IO is a bit easier to see by using iostat, which gives you % utilised of your IO subsystem.

# iostat -x -d 1
Linux 2.6.27.29-0.1-default (xxxxxxx)      09/19/12        _x86_64_

Device:         rrqm/s   wrqm/s     r/s     w/s   rsec/s   wsec/s avgrq-sz avgqu-sz   await  svctm  %util
sda               0.00     0.00    0.00    0.00     0.00     0.00     0.00     0.00    0.00   0.00   0.00
sda1              0.00     0.00    0.00    0.00     0.00     0.00     0.00     0.00    0.00   0.00   0.00
sda2              0.00     0.00    0.00    0.00     0.00     0.00     0.00     0.00    0.00   0.00   0.00
sdb               0.00     0.00  349.00   71.00 92320.00 21136.00   270.13     0.99    2.35   1.04  43.60
sdc               0.00     0.00    0.00    0.00     0.00     0.00     0.00     0.00    0.00   0.00   0.00
dm-0            145.00  1795.00  349.00   71.00 92320.00 21136.00   270.13     1.15    2.77   1.07  44.80
dm-1              0.00     0.00  493.00 1857.00 91976.00 14856.00    45.46    30.01   13.64   0.19  44.40
sdd               0.00     0.00    0.00    0.00     0.00     0.00     0.00     0.00    0.00   0.00   0.00
sde               0.00     0.00    0.00   14.00     0.00  9490.00   677.86     0.20   14.57   2.00   2.80
dm-2              0.00     0.00    0.00   14.00     0.00  9490.00   677.86     0.21   15.14   2.57   3.60
dm-3              0.00     0.00    0.00   14.00     0.00  9490.00   677.86     0.21   15.14   2.57   3.60

Even easier to use is iotop, a layer on top of iostat to make it more like a top style interface.



Finally, on to memory

Memory is really misunderstood in Linux. Unused memory is inefficient. Some people see the below and panic.

# free -m
             total       used       free     shared    buffers     cached
Mem:         96553      93561       2992          0         73      21044
-/+ buffers/cache:      72443      24110
Swap:         9224         31       9192

That's 93GB used of 96GB installed RAM in the server going by the Mem: row.

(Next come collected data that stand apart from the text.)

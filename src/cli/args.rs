use crate::api::{CredentialTable, ServerConfig};
use crate::io::ExportFormat;
use crate::types::RecordId;
use clap::{Args, Parser, Subcommand, ValueEnum};
use std::path::PathBuf;

/// Ids queried by `compare` when none are given
pub const DEFAULT_COMPARE_IDS: std::ops::RangeInclusive<RecordId> = 1..=20;

/// Parse, index and serve mobile-money SMS transactions
#[derive(Parser, Debug)]
#[command(name = "momo-ledger")]
#[command(about = "Parse, index and serve mobile-money SMS transactions", long_about = None)]
pub struct CliArgs {
    #[command(subcommand)]
    pub command: Command,
}

/// Available subcommands
#[derive(Subcommand, Debug)]
pub enum Command {
    /// Load the SMS source and serve the transactions REST API
    Serve(ServeArgs),
    /// Load the SMS source and export the parsed records
    Parse(ParseArgs),
    /// Compare two lookup strategies over the loaded records
    Compare(CompareArgs),
}

/// Options for `serve`
#[derive(Args, Debug)]
pub struct ServeArgs {
    /// SMS backup XML file to load at startup
    #[arg(long, env = "MOMO_SOURCE", value_name = "XML")]
    pub source: PathBuf,

    /// Address to bind
    #[arg(long, env = "MOMO_HOST", default_value = "127.0.0.1")]
    pub host: String,

    /// Port to bind
    #[arg(long, env = "MOMO_PORT", default_value_t = 8000)]
    pub port: u16,

    /// Allowed credential, repeatable (replaces the built-in table)
    #[arg(long = "user", value_name = "NAME:PASSWORD", value_parser = parse_credential)]
    pub users: Vec<(String, String)>,
}

/// Options for `parse`
#[derive(Args, Debug)]
pub struct ParseArgs {
    /// SMS backup XML file
    #[arg(value_name = "SOURCE")]
    pub source: PathBuf,

    /// Output format
    #[arg(long, value_enum, default_value = "json")]
    pub format: ExportFormat,

    /// Output file (stdout when omitted)
    #[arg(long, short, value_name = "FILE")]
    pub output: Option<PathBuf>,
}

/// Options for `compare`
#[derive(Args, Debug)]
pub struct CompareArgs {
    /// SMS backup XML file
    #[arg(value_name = "SOURCE")]
    pub source: PathBuf,

    /// Comma-separated ids to query (default: 1-20)
    #[arg(long, value_delimiter = ',', value_name = "IDS")]
    pub ids: Vec<RecordId>,

    /// Strategy measured as the baseline
    #[arg(long, value_enum, default_value = "scan")]
    pub baseline: LookupType,

    /// Strategy measured against the baseline
    #[arg(long, value_enum, default_value = "indexed")]
    pub candidate: LookupType,

    /// Print the full report as JSON
    #[arg(long)]
    pub json: bool,
}

/// Available lookup strategies
#[derive(Clone, Copy, Debug, PartialEq, Eq, ValueEnum)]
pub enum LookupType {
    Scan,
    Indexed,
}

impl ServeArgs {
    /// Bind address for the HTTP server
    pub fn to_server_config(&self) -> ServerConfig {
        ServerConfig {
            host: self.host.clone(),
            port: self.port,
        }
    }

    /// Credential table from `--user` entries, or the built-in table
    pub fn to_credential_table(&self) -> CredentialTable {
        if self.users.is_empty() {
            CredentialTable::default()
        } else {
            CredentialTable::new(self.users.iter().cloned())
        }
    }
}

impl CompareArgs {
    /// Ids to query, falling back to [`DEFAULT_COMPARE_IDS`]
    pub fn query_ids(&self) -> Vec<RecordId> {
        if self.ids.is_empty() {
            DEFAULT_COMPARE_IDS.collect()
        } else {
            self.ids.clone()
        }
    }
}

fn parse_credential(raw: &str) -> Result<(String, String), String> {
    match raw.split_once(':') {
        Some((name, password)) if !name.is_empty() => {
            Ok((name.to_string(), password.to_string()))
        }
        _ => Err(format!("expected NAME:PASSWORD, got '{}'", raw)),
    }
}
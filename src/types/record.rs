//! Transaction record types for the MoMo ledger
//!
//! This module defines the parsed transaction record, its kind, and the
//! partial payload used by insert and update requests.

use serde::{Deserialize, Serialize};
use std::fmt;

/// Record identifier
///
/// Assigned sequentially from 1 in source order; never reused by the store
/// while a larger id exists.
pub type RecordId = u64;

/// Default for quantities whose pattern is absent from the message body
pub const DEFAULT_QUANTITY: &str = "0";

/// Default for counterparties that no pattern could resolve
pub const UNKNOWN_PARTY: &str = "Unknown";

/// Kind of money-transfer event a message describes
///
/// Derived from keyword presence in the message body. Deserialization is
/// lenient: any unrecognized string becomes [`TransactionKind::Other`].
#[derive(Debug, Clone, Copy, PartialEq, Eq, Hash, Serialize, Deserialize)]
#[serde(rename_all = "lowercase", from = "String")]
pub enum TransactionKind {
    /// Money received from a counterparty
    Received,

    /// Payment made to a merchant or person
    Payment,

    /// Transfer to another mobile number
    Transfer,

    /// Cash or bank deposit into the wallet
    Deposit,

    /// Anything the keyword rules do not recognize
    Other,
}

impl TransactionKind {
    /// Lowercase wire name of the kind
    pub fn as_str(&self) -> &'static str {
        match self {
            TransactionKind::Received => "received",
            TransactionKind::Payment => "payment",
            TransactionKind::Transfer => "transfer",
            TransactionKind::Deposit => "deposit",
            TransactionKind::Other => "other",
        }
    }
}

impl From<String> for TransactionKind {
    fn from(value: String) -> Self {
        match value.trim().to_lowercase().as_str() {
            "received" => TransactionKind::Received,
            "payment" => TransactionKind::Payment,
            "transfer" => TransactionKind::Transfer,
            "deposit" => TransactionKind::Deposit,
            _ => TransactionKind::Other,
        }
    }
}

impl fmt::Display for TransactionKind {
    fn fmt(&self, f: &mut fmt::Formatter<'_>) -> fmt::Result {
        f.write_str(self.as_str())
    }
}

/// One parsed transaction message
///
/// Quantities stay as decimal strings with group separators stripped, exactly
/// as extracted; no numeric validation is applied.
#[derive(Debug, Clone, PartialEq, Eq, Serialize, Deserialize)]
pub struct TransactionRecord {
    /// Unique identifier, the index key
    pub id: RecordId,

    /// Human-readable time, verbatim from source metadata
    pub date: String,

    /// Machine time (epoch milliseconds as text), verbatim from source metadata
    pub timestamp: String,

    /// Original message text
    pub body: String,

    /// Kind derived from the body keywords
    #[serde(rename = "type")]
    pub kind: TransactionKind,

    pub amount: String,
    pub sender: String,
    pub receiver: String,
    pub balance: String,
    pub fee: String,

    /// External transaction reference, empty when absent
    pub txid: String,
}

impl TransactionRecord {
    /// Merge a partial payload into this record
    ///
    /// Supplied fields overwrite, omitted fields are kept. The payload `id`
    /// is never applied: the index key must not change through an update.
    pub fn apply(&mut self, payload: RecordPayload) {
        let RecordPayload {
            id: _,
            date,
            timestamp,
            body,
            kind,
            amount,
            sender,
            receiver,
            balance,
            fee,
            txid,
        } = payload;

        if let Some(date) = date {
            self.date = date;
        }
        if let Some(timestamp) = timestamp {
            self.timestamp = timestamp;
        }
        if let Some(body) = body {
            self.body = body;
        }
        if let Some(kind) = kind {
            self.kind = kind;
        }
        if let Some(amount) = amount {
            self.amount = amount;
        }
        if let Some(sender) = sender {
            self.sender = sender;
        }
        if let Some(receiver) = receiver {
            self.receiver = receiver;
        }
        if let Some(balance) = balance {
            self.balance = balance;
        }
        if let Some(fee) = fee {
            self.fee = fee;
        }
        if let Some(txid) = txid {
            self.txid = txid;
        }
    }
}

/// Partial record supplied by insert and update callers
///
/// Every key is optional; unknown keys in the incoming JSON are ignored.
#[derive(Debug, Clone, Default, PartialEq, Eq, Serialize, Deserialize)]
#[serde(default)]
pub struct RecordPayload {
    #[serde(skip_serializing_if = "Option::is_none")]
    pub id: Option<RecordId>,
    #[serde(skip_serializing_if = "Option::is_none")]
    pub date: Option<String>,
    #[serde(skip_serializing_if = "Option::is_none")]
    pub timestamp: Option<String>,
    #[serde(skip_serializing_if = "Option::is_none")]
    pub body: Option<String>,
    #[serde(rename = "type", skip_serializing_if = "Option::is_none")]
    pub kind: Option<TransactionKind>,
    #[serde(skip_serializing_if = "Option::is_none")]
    pub amount: Option<String>,
    #[serde(skip_serializing_if = "Option::is_none")]
    pub sender: Option<String>,
    #[serde(skip_serializing_if = "Option::is_none")]
    pub receiver: Option<String>,
    #[serde(skip_serializing_if = "Option::is_none")]
    pub balance: Option<String>,
    #[serde(skip_serializing_if = "Option::is_none")]
    pub fee: Option<String>,
    #[serde(skip_serializing_if = "Option::is_none")]
    pub txid: Option<String>,
}

#[cfg(test)]
mod tests {
    use super::*;
    use rstest::rstest;

    fn sample_record() -> TransactionRecord {
        TransactionRecord {
            id: 7,
            date: "10 May 2024 4:30:58 PM".to_string(),
            timestamp: "1715351458724".to_string(),
            body: "You have received 2000 RWF from Jane Smith (*********013).".to_string(),
            kind: TransactionKind::Received,
            amount: "2000".to_string(),
            sender: "Jane Smith".to_string(),
            receiver: "You".to_string(),
            balance: "2000".to_string(),
            fee: "0".to_string(),
            txid: "76662021700".to_string(),
        }
    }

    #[rstest]
    #[case::received("received", TransactionKind::Received)]
    #[case::uppercase("PAYMENT", TransactionKind::Payment)]
    #[case::padded(" transfer ", TransactionKind::Transfer)]
    #[case::deposit("deposit", TransactionKind::Deposit)]
    #[case::unknown("withdrawal", TransactionKind::Other)]
    #[case::empty("", TransactionKind::Other)]
    fn test_kind_from_string(#[case] raw: &str, #[case] expected: TransactionKind) {
        assert_eq!(TransactionKind::from(raw.to_string()), expected);
    }

    #[test]
    fn test_record_serializes_kind_as_type() {
        let json = serde_json::to_value(sample_record()).unwrap();
        assert_eq!(json["type"], "received");
        assert_eq!(json["id"], 7);
        assert!(json.get("kind").is_none());
    }

    #[test]
    fn test_payload_ignores_unknown_keys() {
        let payload: RecordPayload =
            serde_json::from_str(r#"{"type": "payment", "amount": "500", "channel": "ussd"}"#)
                .unwrap();
        assert_eq!(payload.kind, Some(TransactionKind::Payment));
        assert_eq!(payload.amount.as_deref(), Some("500"));
        assert!(payload.sender.is_none());
    }

    #[test]
    fn test_apply_empty_payload_is_noop() {
        let mut record = sample_record();
        record.apply(RecordPayload::default());
        assert_eq!(record, sample_record());
    }

    #[test]
    fn test_apply_overwrites_supplied_fields_and_keeps_id() {
        let mut record = sample_record();
        record.apply(RecordPayload {
            id: Some(99),
            amount: Some("2500".to_string()),
            kind: Some(TransactionKind::Deposit),
            ..RecordPayload::default()
        });

        assert_eq!(record.id, 7);
        assert_eq!(record.amount, "2500");
        assert_eq!(record.kind, TransactionKind::Deposit);
        assert_eq!(record.sender, "Jane Smith");
    }
}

Wrong. The Linux kernel grabs as much memory as it can, leaving only a small amount unused and then dishes it out to applications which request it. Anything which isn't requested by an application is then utilised for buffers and caches, including the IO buffer. Read the values in the -/+ buffers/cache line. 24GB is free, and 72GB is used by applications. That's obviously still a lot, but this is a database server, and we want to give the database engine as much memory to cache stuff as possible.





Here's another one from a slightly more modest server:


# free -m
             total       used       free     shared    buffers     cached
Mem:           463        397         65          0        134        136
-/+ buffers/cache:        126        336
Swap:          475         10        465

463MB of RAM and only 65MB free?! Nope, 336GB free as the kernel hasn't needed to dish it out and has allocated it to buffers and caches.